Immunogenic potential of human bone marrow mesenchymal stromal cells is enhanced by hyperthermia

Background aims: Bone marrow derived mesenchymal stromal cells (MSCs) have been reported to suppress T-cell proliferation and used to alleviate the symptoms of graft-versus-host disease (GVHD). MSCs are a mixed cell population and at this time there are no tools to isolate the cells responsible for the T-cell suppression. We wanted to find a way to enhance the immune-modulatory actions of MSCs and tried varying the temperature at which they were cultured. Methods: We cultured human MSCs derived from healthy volunteers at different temperatures and tested their ability to switch macrophage character from pro-inflammatory to anti-inflammatory (M1 type to M2 type).
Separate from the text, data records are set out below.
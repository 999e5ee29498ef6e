//! Console front end: draws snapshots with `console` and reads keys on a
//! helper thread.

use std::{
    fmt::Write as _,
    io::{ErrorKind, Write},
    sync::mpsc::{channel, Receiver},
    thread,
};

use anyhow::Context;
use console::{style, Key, Style, Term};
use tracing::{debug, warn};

use crate::config::Config;
use crate::game::{Command, InputSource, Renderer, Snapshot};
use crate::grid::Point;
use crate::snake::Dir;

pub const TITLE: &str = "snake with dumb AI";

// 256-colour greens, brightest first.
const BODY_SHADES: [u8; 5] = [46, 40, 34, 28, 22];
const SEGMENTS_PER_SHADE: usize = 4;

#[derive(Debug, Clone, Copy, PartialEq, Eq)]
pub enum UserInput {
    Unknown,
    Quit,
    Up,
    Down,
    Left,
    Right,
}

impl From<Key> for UserInput {
    fn from(value: Key) -> Self {
        match value {
            Key::ArrowUp | Key::Char('w') | Key::Char('W') => Self::Up,
            Key::ArrowDown | Key::Char('s') | Key::Char('S') => Self::Down,
            Key::ArrowLeft | Key::Char('a') | Key::Char('A') => Self::Left,
            Key::ArrowRight | Key::Char('d') | Key::Char('D') => Self::Right,
            Key::Escape | Key::Char('q') | Key::Char('Q') => Self::Quit,
            _ => Self::Unknown,
        }
    }
}

impl UserInput {
    pub fn command(self) -> Option<Command> {
        match self {
            UserInput::Up => Some(Command::Steer(Dir::Up)),
            UserInput::Down => Some(Command::Steer(Dir::Down)),
            UserInput::Left => Some(Command::Steer(Dir::Left)),
            UserInput::Right => Some(Command::Steer(Dir::Right)),
            UserInput::Quit => Some(Command::Quit),
            UserInput::Unknown => None,
        }
    }
}

/// Keys read from the terminal by a background thread.
pub struct KeyInput {
    input_rcv: Receiver<UserInput>,
}

impl KeyInput {
    pub fn spawn(term: Term) -> Self {
        let (tx, rx) = channel();
        thread::spawn(move || loop {
            let input = match term.read_key() {
                Ok(key) => UserInput::from(key),
                // Ctrl-C in raw mode comes back as an interrupted read.
                Err(e) if e.kind() == ErrorKind::Interrupted => UserInput::Quit,
                Err(e) => {
                    warn!(error = %e, "key reader stopped");
                    UserInput::Quit
                }
            };
            let quit = input == UserInput::Quit;
            if tx.send(input).is_err() || quit {
                break;
            }
        });
        KeyInput::from_receiver(rx)
    }

    pub fn from_receiver(input_rcv: Receiver<UserInput>) -> Self {
        KeyInput { input_rcv }
    }
}

impl InputSource for KeyInput {
    fn next_command(&mut self) -> Option<Command> {
        while let Ok(input) = self.input_rcv.try_recv() {
            if let Some(command) = input.command() {
                return Some(command);
            }
            debug!(?input, "ignored key");
        }
        None
    }
}

pub struct TermRenderer {
    term: Term,
}

impl TermRenderer {
    pub fn new(term: Term, config: &Config) -> anyhow::Result<Self> {
        term.set_title(TITLE);
        term.clear_screen().context("clearing screen")?;
        term.hide_cursor().context("hiding cursor")?;

        let (rows, cols) = term.size();
        let (need_rows, need_cols) = frame_size(config);
        if usize::from(rows) < need_rows || usize::from(cols) < need_cols {
            warn!(rows, cols, need_rows, need_cols, "terminal is smaller than the board");
        }
        Ok(TermRenderer { term })
    }

    /// Puts the cursor back below the board.
    pub fn restore(&self) -> anyhow::Result<()> {
        self.term.show_cursor()?;
        self.term.write_line("")?;
        Ok(())
    }
}

impl Renderer for TermRenderer {
    fn render(&mut self, snapshot: &Snapshot<'_>, config: &Config) -> anyhow::Result<()> {
        let frame = draw_frame(snapshot, config);
        self.term.move_cursor_to(0, 0)?;
        self.term.write_all(frame.as_bytes())?;
        self.term.flush()?;
        Ok(())
    }
}

/// Rows and columns a frame occupies: border plus status line, two columns per cell.
pub fn frame_size(config: &Config) -> (usize, usize) {
    let rows = config.grid.height() as usize + 3;
    let cols = config.grid.width() as usize * 2 + 2;
    (rows, cols)
}

fn body_style(index: usize) -> Style {
    let shade = BODY_SHADES[(index / SEGMENTS_PER_SHADE).min(BODY_SHADES.len() - 1)];
    Style::new().color256(shade)
}

/// Renders one snapshot as a block of text lines.
pub fn draw_frame(snapshot: &Snapshot<'_>, config: &Config) -> String {
    let width = config.grid.width();
    let height = config.grid.height();
    let horizontal = "─".repeat(width as usize * 2);

    let mut frame = String::new();
    let _ = writeln!(frame, "┌{}┐", horizontal);
    for y in 0..height {
        frame.push('│');
        for x in 0..width {
            let point = Point::new(x, y);
            // Head first, then the food, then body segments head-to-tail.
            let cell = match snapshot.body.iter().position(|seg| *seg == point) {
                Some(0) => style(format!("{} ", snapshot.direction)).black().on_green().bold().to_string(),
                _ if point == snapshot.food => style("O ").red().bold().to_string(),
                Some(i) => body_style(i).apply_to("██").to_string(),
                None => "  ".to_string(),
            };
            frame.push_str(&cell);
        }
        frame.push_str("│\n");
    }
    let _ = writeln!(frame, "└{}┘", horizontal);

    let mode = if config.autopilot { "autopilot" } else { "manual" };
    let _ = write!(
        frame,
        "{} round {}  length {}  eaten {}  [{}]  q to quit",
        style(" SNAKE ").black().on_white(),
        snapshot.round,
        snapshot.body.len(),
        snapshot.eaten,
        mode
    );
    frame
}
Using an enzyme-linked immunosorbent assay (ELISA), we showed that when MSCs are cultured at higher temperatures their ability to induce co-cultured macrophages to produce more interleukin-10, (IL-10) (an anti-inflammatory cytokine) and less tumor necrosis factor alpha, (TNF alpha) (a pro-inflammatory cytokine) is increased. We performed Western blots and immunocytochemistry to screen for changes that might underlie this effect. Results: We found that in hyperthermia the heat shock protein, HSF1, translocated into the nucleus of MSCs. It appears to induce the COX2/PGE2 (Cyclooxygenase2/Prostaglandin E2) pathway described earlier as a major mechanism of MSC-directed immune-suppression. Conclusion: Hyperthermia increases the efficacy of MSC-driven immune-suppression. We propose that changing the time of MSC administration to patients to mid-to-late afternoon when the body temperature is naturally highest might be beneficial. Warming the patient could also be considered.